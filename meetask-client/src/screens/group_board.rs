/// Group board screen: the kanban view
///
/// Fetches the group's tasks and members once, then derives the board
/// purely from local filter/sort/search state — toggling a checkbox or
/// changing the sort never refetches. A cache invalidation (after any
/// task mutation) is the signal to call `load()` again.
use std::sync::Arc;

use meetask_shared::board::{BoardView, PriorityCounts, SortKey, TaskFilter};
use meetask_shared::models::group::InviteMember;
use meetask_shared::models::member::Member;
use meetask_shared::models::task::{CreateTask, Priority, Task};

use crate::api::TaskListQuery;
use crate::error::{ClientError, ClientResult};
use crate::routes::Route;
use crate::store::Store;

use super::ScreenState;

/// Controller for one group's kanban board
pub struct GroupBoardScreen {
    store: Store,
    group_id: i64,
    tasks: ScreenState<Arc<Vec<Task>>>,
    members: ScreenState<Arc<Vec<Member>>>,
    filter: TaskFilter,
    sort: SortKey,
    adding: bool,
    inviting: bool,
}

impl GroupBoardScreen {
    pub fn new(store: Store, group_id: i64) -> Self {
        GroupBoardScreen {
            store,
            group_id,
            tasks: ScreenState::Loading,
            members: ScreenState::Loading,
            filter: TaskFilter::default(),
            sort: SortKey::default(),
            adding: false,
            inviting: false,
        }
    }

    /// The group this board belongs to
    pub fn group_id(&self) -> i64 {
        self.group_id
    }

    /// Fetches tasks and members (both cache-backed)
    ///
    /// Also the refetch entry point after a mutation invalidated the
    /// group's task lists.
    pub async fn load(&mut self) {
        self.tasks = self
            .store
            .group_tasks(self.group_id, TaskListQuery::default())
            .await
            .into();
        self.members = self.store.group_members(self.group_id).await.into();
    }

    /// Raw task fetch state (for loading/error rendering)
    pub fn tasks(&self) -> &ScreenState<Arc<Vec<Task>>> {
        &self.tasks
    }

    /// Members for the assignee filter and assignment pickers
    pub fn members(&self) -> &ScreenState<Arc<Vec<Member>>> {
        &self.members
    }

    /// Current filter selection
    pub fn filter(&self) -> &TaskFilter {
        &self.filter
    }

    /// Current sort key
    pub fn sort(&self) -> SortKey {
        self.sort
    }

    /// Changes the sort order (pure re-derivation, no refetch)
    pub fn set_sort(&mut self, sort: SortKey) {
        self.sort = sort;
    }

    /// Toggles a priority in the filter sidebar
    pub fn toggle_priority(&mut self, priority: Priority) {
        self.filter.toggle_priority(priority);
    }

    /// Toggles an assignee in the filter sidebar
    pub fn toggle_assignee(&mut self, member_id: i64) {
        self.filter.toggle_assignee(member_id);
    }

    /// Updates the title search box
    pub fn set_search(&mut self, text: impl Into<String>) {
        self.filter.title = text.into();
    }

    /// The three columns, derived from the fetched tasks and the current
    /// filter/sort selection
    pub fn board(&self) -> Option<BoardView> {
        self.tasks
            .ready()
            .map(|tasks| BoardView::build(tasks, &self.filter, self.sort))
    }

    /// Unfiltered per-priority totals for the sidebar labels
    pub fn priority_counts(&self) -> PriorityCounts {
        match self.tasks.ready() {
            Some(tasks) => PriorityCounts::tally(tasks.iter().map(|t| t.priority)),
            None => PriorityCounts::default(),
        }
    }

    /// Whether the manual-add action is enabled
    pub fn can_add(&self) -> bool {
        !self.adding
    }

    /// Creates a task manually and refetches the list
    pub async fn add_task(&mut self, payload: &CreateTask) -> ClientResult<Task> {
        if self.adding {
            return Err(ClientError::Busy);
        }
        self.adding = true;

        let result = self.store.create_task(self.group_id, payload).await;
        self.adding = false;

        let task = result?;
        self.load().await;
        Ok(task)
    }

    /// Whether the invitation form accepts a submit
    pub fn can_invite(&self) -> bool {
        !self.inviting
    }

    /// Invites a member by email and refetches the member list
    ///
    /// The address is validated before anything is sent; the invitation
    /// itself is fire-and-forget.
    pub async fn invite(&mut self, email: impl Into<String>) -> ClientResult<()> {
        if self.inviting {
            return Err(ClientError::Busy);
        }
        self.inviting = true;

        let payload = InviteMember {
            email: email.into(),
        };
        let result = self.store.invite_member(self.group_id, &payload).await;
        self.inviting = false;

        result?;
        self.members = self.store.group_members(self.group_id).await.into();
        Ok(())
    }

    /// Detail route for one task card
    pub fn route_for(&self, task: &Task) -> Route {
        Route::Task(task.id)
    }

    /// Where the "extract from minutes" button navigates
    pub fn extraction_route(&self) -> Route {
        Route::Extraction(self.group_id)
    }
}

=-=-=-=-=

→ What you have to do
A complete and exact reproduction of the data is needed.

→ Answer
filename meetask-client/src/screens/group_board.rs
/// Group board screen: the kanban view
///
/// Fetches the group's tasks and members once, then derives the board
/// purely from local filter/sort/search state — toggling a checkbox or
/// changing the sort never refetches. A cache invalidation (after any
/// task mutation) is the signal to call `load()` again.
use std::sync::Arc;

use meetask_shared::board::{BoardView, PriorityCounts, SortKey, TaskFilter};
use meetask_shared::models::group::InviteMember;
use meetask_shared::models::member::Member;
use meetask_shared::models::task::{CreateTask, Priority, Task};

use crate::api::TaskListQuery;
use crate::error::{ClientError, ClientResult};
use crate::routes::Route;
use crate::store::Store;

use super::ScreenState;

/// Controller for one group's kanban board
pub struct GroupBoardScreen {
    store: Store,
    group_id: i64,
    tasks: ScreenState<Arc<Vec<Task>>>,
    members: ScreenState<Arc<Vec<Member>>>,
    filter: TaskFilter,
    sort: SortKey,
    adding: bool,
    inviting: bool,
}

impl GroupBoardScreen {
    pub fn new(store: Store, group_id: i64) -> Self {
        GroupBoardScreen {
            store,
            group_id,
            tasks: ScreenState::Loading,
            members: ScreenState::Loading,
            filter: TaskFilter::default(),
            sort: SortKey::default(),
            adding: false,
            inviting: false,
        }
    }

    /// The group this board belongs to
    pub fn group_id(&self) -> i64 {
        self.group_id
    }

    /// Fetches tasks and members (both cache-backed)
    ///
    /// Also the refetch entry point after a mutation invalidated the
    /// group's task lists.
    pub async fn load(&mut self) {
        self.tasks = self
            .store
            .group_tasks(self.group_id, TaskListQuery::default())
            .await
            .into();
        self.members = self.store.group_members(self.group_id).await.into();
    }

    /// Raw task fetch state (for loading/error rendering)
    pub fn tasks(&self) -> &ScreenState<Arc<Vec<Task>>> {
        &self.tasks
    }

    /// Members for the assignee filter and assignment pickers
    pub fn members(&self) -> &ScreenState<Arc<Vec<Member>>> {
        &self.members
    }

    /// Current filter selection
    pub fn filter(&self) -> &TaskFilter {
        &self.filter
    }

    /// Current sort key
    pub fn sort(&self) -> SortKey {
        self.sort
    }

    /// Changes the sort order (pure re-derivation, no refetch)
    pub fn set_sort(&mut self, sort: SortKey) {
        self.sort = sort;
    }

    /// Toggles a priority in the filter sidebar
    pub fn toggle_priority(&mut self, priority: Priority) {
        self.filter.toggle_priority(priority);
    }

    /// Toggles an assignee in the filter sidebar
    pub fn toggle_assignee(&mut self, member_id: i64) {
        self.filter.toggle_assignee(member_id);
    }

    /// Updates the title search box
    pub fn set_search(&mut self, text: impl Into<String>) {
        self.filter.title = text.into();
    }

    /// The three columns, derived from the fetched tasks and the current
    /// filter/sort selection
    pub fn board(&self) -> Option<BoardView> {
        self.tasks
            .ready()
            .map(|tasks| BoardView::build(tasks, &self.filter, self.sort))
    }

    /// Unfiltered per-priority totals for the sidebar labels
    pub fn priority_counts(&self) -> PriorityCounts {
        match self.tasks.ready() {
            Some(tasks) => PriorityCounts::tally(tasks.iter().map(|t| t.priority)),
            None => PriorityCounts::default(),
        }
    }

    /// Whether the manual-add action is enabled
    pub fn can_add(&self) -> bool {
        !self.adding
    }

    /// Creates a task manually and refetches the list
    pub async fn add_task(&mut self, payload: &CreateTask) -> ClientResult<Task> {
        if self.adding {
            return Err(ClientError::Busy);
        }
        self.adding = true;

        let result = self.store.create_task(self.group_id, payload).await;
        self.adding = false;

        let task = result?;
        self.load().await;
        Ok(task)
    }

    /// Whether the invitation form accepts a submit
    pub fn can_invite(&self) -> bool {
        !self.inviting
    }

    /// Invites a member by email and refetches the member list
    ///
    /// The address is validated before anything is sent; the invitation
    /// itself is fire-and-forget.
    pub async fn invite(&mut self, email: impl Into<String>) -> ClientResult<()> {
        if self.inviting {
            return Err(ClientError::Busy);
        }
        self.inviting = true;

        let payload = InviteMember {
            email: email.into(),
        };
        let result = self.store.invite_member(self.group_id, &payload).await;
        self.inviting = false;

        result?;
        self.members = self.store.group_members(self.group_id).await.into();
        Ok(())
    }

    /// Detail route for one task card
    pub fn route_for(&self, task: &Task) -> Route {
        Route::Task(task.id)
    }

    /// Where the "extract from minutes" button navigates
    pub fn extraction_route(&self) -> Route {
        Route::Extraction(self.group_id)
    }
}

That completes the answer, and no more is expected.